There are other mysteries in the existence of H. floresiensis, if indeed it was a separate species. The bones and tools found at Liang Bua and Mata Menge are separated from each other by hundreds of thousands of years - a huge period of time. "Hobbits" are known to have used cobblestones to make stone tools that could be used to cut plants or meat, or carve other tools out of wood. Whether they made fire or hunted large prey is unclear.
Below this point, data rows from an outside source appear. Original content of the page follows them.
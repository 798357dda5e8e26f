// Shared proptest configuration for integration tests.
//
// Env knobs:
// - PROPTEST_CASES: cases per property (default 64).
// - PROPTEST_MAX_SHRINK_MS: cap on shrinking time in milliseconds.

use proptest::prelude::ProptestConfig;

pub fn proptest_prelude_config() -> ProptestConfig {
    let base = ProptestConfig::default();

    let cases = std::env::var("PROPTEST_CASES")
        .ok()
        .and_then(|s| s.parse::<u32>().ok())
        .unwrap_or(64)
        .max(1);

    let max_shrink_time = std::env::var("PROPTEST_MAX_SHRINK_MS")
        .ok()
        .and_then(|s| s.parse::<u32>().ok())
        .unwrap_or(base.max_shrink_time);

    ProptestConfig {
        // no regression files from integration tests
        failure_persistence: None,
        cases,
        max_shrink_time,
        ..base
    }
}
//! The Aces game state machine.
//!
//! A game starts with a shuffled deck and a five-card hand. Each deal draws
//! a fresh hand at random from what is left. The player wins when the very
//! last cards dealt include an ace; once the deck holds no more aces the
//! game is finished either way.

use std::collections::HashSet;

use rand::Rng;

use super::cards_types::Card;
use super::deck::{aces_in, build_deck, draw_from, shuffle_deck, Draw};
use super::rules::{HAND_SIZE, MAX_ROUND};
use super::status::GameStatus;
use crate::errors::domain::{DomainError, InfraErrorKind};

/// Raw game fields as they come out of storage.
#[derive(Debug, Clone, PartialEq, Eq)]
pub struct PersistedGame {
    pub deck: Vec<Card>,
    pub hand: Vec<Card>,
    pub finished: bool,
    pub user_won: bool,
    pub round: u8,
}

#[derive(Debug, Clone, PartialEq, Eq)]
pub struct AcesGame {
    deck: Vec<Card>,
    hand: Vec<Card>,
    finished: bool,
    user_won: bool,
    round: u8,
}

impl AcesGame {
    /// Fresh game: full deck, shuffled, first hand drawn.
    pub fn new_game<R: Rng + ?Sized>(rng: &mut R) -> Self {
        let mut deck = build_deck();
        shuffle_deck(&mut deck, rng);
        let Draw { deck, hand } = draw_from(&deck, HAND_SIZE as usize, rng);
        Self {
            deck,
            hand,
            finished: false,
            user_won: false,
            round: 1,
        }
    }

    /// Rehydrate a stored game, rejecting states no sequence of deals could
    /// have produced.
    pub fn from_persisted(p: PersistedGame) -> Result<Self, DomainError> {
        if !(1..=MAX_ROUND).contains(&p.round) {
            return Err(corrupt(format!("round {} out of range", p.round)));
        }
        if p.hand.len() > HAND_SIZE as usize {
            return Err(corrupt(format!("hand holds {} cards", p.hand.len())));
        }
        let mut seen = HashSet::with_capacity(p.deck.len() + p.hand.len());
        for card in p.deck.iter().chain(p.hand.iter()) {
            if !seen.insert(*card) {
                return Err(corrupt(format!("duplicate card {card}")));
            }
        }
        if p.user_won && !p.finished {
            return Err(corrupt("won but not finished".to_string()));
        }

        Ok(Self {
            deck: p.deck,
            hand: p.hand,
            finished: p.finished,
            user_won: p.user_won,
            round: p.round,
        })
    }

    pub fn into_persisted(self) -> PersistedGame {
        PersistedGame {
            deck: self.deck,
            hand: self.hand,
            finished: self.finished,
            user_won: self.user_won,
            round: self.round,
        }
    }

    pub fn deck(&self) -> &[Card] {
        &self.deck
    }

    pub fn hand(&self) -> &[Card] {
        &self.hand
    }

    pub fn finished(&self) -> bool {
        self.finished
    }

    pub fn user_won(&self) -> bool {
        self.user_won
    }

    pub fn round(&self) -> u8 {
        self.round
    }

    /// Preview a draw without touching the game.
    pub fn draw<R: Rng + ?Sized>(&self, count: usize, rng: &mut R) -> Draw {
        draw_from(&self.deck, count, rng)
    }

    /// Replace the hand with a fresh draw and advance the round.
    ///
    /// `finished` and `user_won` only ever flip to true. Dealing from an
    /// exhausted deck returns an empty hand.
    pub fn deal<R: Rng + ?Sized>(&mut self, rng: &mut R) -> Vec<Card> {
        let Draw { deck, hand } = self.draw(HAND_SIZE as usize, rng);

        if aces_in(&deck).is_empty() {
            self.finished = true;
            if deck.is_empty() && !aces_in(&hand).is_empty() {
                self.user_won = true;
            }
        }

        self.deck = deck;
        self.hand = hand;
        self.round = self.round.saturating_add(1).min(MAX_ROUND);
        self.hand.clone()
    }

    /// Start over in place with a newly shuffled deck.
    pub fn reset<R: Rng + ?Sized>(&mut self, rng: &mut R) {
        *self = Self::new_game(rng);
    }

    /// Aces among `cards`, or among the remaining deck when `None`.
    pub fn get_aces(&self, cards: Option<&[Card]>) -> Vec<Card> {
        aces_in(cards.unwrap_or(&self.deck))
    }

    pub fn aces_in_deck(&self) -> Vec<Card> {
        self.get_aces(None)
    }

    pub fn status(&self) -> GameStatus {
        GameStatus::of(self)
    }
}

fn corrupt(detail: String) -> DomainError {
    DomainError::infra(
        InfraErrorKind::DataCorruption,
        format!("Stored game invalid: {detail}"),
    )
}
But the main question is where did this species come from. Hobbit teeth are similar to those of other Homo species, Homo erectus and Homo sapiens. And unlike H. sapiens, H. erectus moved from Africa to what is now the island of Java before H. floresiensis. This raises the possibility that the "hobbit" is descended from H. erectus, and that its small body size is a consequence of living on an island, the so-called island dwarfism. However, this hypothesis is not flawless; it is contradicted, for example, by the fact that some features of the body structure of H. floresiensis are closer to earlier human ancestors than H. sapiens. Perhaps its ancestor was an unknown species that left Africa before H. erectus.

It is known that H. sapiens interbred with Neanderthals and Denisovans, the DNA of the latter is preserved in modern humans. However

unknown genes in the modern Indonesian genome that could go back to the "hobbit" have not been found. There is a possibility that H. floresiensis lived on Flores until modern humans arrived there and destroyed it, intentionally or accidentally.